TASK GOAL: Among the entries below, how many lines include the string "short"? Answer with only the number.

GIVEN RECORDS below:

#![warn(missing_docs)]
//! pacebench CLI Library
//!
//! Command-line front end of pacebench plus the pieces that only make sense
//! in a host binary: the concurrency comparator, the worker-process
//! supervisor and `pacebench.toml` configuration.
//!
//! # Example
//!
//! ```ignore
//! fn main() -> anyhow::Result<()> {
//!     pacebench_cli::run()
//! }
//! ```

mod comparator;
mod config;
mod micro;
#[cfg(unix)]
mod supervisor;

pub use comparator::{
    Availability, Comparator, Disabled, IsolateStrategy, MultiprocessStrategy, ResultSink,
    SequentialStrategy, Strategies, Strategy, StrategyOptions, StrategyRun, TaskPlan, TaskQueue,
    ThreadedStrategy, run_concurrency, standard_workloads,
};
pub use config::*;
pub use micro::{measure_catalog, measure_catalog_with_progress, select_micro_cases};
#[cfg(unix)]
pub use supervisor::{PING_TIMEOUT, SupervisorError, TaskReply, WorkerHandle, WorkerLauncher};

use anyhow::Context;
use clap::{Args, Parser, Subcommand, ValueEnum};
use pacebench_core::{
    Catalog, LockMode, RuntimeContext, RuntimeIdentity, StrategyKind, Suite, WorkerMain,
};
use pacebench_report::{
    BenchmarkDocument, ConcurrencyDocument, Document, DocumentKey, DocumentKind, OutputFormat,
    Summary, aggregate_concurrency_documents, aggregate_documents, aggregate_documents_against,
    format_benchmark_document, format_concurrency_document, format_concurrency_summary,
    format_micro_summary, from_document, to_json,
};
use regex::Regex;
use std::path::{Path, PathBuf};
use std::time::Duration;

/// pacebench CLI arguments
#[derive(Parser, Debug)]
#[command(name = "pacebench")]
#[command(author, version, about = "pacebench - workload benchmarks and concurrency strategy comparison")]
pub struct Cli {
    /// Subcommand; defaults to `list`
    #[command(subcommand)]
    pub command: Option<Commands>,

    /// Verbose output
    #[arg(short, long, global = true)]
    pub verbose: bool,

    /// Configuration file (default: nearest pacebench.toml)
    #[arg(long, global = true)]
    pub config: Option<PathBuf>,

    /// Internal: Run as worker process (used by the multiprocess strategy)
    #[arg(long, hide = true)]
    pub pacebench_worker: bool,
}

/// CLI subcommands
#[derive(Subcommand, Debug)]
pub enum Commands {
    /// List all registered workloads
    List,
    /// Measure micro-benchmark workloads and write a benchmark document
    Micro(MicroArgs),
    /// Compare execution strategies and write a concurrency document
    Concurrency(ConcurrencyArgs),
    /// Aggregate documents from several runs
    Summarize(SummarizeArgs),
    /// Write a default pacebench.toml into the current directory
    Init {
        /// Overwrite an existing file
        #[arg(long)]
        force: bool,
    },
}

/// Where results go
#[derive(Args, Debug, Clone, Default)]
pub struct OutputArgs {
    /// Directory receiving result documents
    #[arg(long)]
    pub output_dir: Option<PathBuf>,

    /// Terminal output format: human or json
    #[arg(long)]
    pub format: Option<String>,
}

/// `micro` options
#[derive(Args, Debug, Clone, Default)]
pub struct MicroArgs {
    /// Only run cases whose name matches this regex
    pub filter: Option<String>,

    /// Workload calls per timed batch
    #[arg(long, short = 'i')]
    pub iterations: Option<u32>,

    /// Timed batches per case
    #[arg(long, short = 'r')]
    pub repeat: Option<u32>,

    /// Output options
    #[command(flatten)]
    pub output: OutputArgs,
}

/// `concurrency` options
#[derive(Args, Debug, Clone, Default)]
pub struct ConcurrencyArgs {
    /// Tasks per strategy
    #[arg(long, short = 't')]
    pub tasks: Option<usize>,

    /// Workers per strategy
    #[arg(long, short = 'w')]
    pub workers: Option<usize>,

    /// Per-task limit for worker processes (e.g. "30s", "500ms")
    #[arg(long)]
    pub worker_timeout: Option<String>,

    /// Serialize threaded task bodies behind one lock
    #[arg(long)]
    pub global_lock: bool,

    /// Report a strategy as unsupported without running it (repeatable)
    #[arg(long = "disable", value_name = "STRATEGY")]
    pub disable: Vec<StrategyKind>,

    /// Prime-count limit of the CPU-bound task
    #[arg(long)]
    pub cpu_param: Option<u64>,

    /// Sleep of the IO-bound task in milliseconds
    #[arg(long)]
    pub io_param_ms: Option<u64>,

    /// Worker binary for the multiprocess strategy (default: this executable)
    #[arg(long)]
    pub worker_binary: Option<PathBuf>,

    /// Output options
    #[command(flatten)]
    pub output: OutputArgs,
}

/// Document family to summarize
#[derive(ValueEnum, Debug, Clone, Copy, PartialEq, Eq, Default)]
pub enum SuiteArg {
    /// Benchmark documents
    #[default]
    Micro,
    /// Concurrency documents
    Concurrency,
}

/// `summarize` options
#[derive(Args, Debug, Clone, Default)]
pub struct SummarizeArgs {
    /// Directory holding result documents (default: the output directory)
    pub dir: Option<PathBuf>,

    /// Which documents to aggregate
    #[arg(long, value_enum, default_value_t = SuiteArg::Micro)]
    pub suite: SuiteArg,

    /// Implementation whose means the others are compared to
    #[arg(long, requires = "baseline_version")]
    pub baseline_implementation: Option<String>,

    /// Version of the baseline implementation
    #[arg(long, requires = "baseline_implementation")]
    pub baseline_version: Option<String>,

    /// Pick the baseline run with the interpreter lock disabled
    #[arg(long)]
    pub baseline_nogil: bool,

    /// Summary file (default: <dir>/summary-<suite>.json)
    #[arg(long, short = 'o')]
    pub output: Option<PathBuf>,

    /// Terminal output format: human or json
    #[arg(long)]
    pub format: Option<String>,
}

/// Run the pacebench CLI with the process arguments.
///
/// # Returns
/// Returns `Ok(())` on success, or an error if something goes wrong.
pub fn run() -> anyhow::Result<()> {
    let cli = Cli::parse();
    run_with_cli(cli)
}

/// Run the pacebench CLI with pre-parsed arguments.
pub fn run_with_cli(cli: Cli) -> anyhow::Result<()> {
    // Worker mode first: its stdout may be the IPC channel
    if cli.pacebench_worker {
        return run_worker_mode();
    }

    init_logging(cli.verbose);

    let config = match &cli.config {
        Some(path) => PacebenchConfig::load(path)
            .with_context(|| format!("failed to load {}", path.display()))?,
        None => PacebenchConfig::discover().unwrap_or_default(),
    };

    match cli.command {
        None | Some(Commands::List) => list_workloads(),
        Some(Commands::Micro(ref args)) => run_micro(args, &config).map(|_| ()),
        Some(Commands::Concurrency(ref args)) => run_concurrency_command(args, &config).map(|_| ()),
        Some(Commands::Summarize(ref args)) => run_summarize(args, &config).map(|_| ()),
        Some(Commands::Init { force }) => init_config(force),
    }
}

End of GIVEN RECORDS.

SOLUTION FOR THIS TASK: 6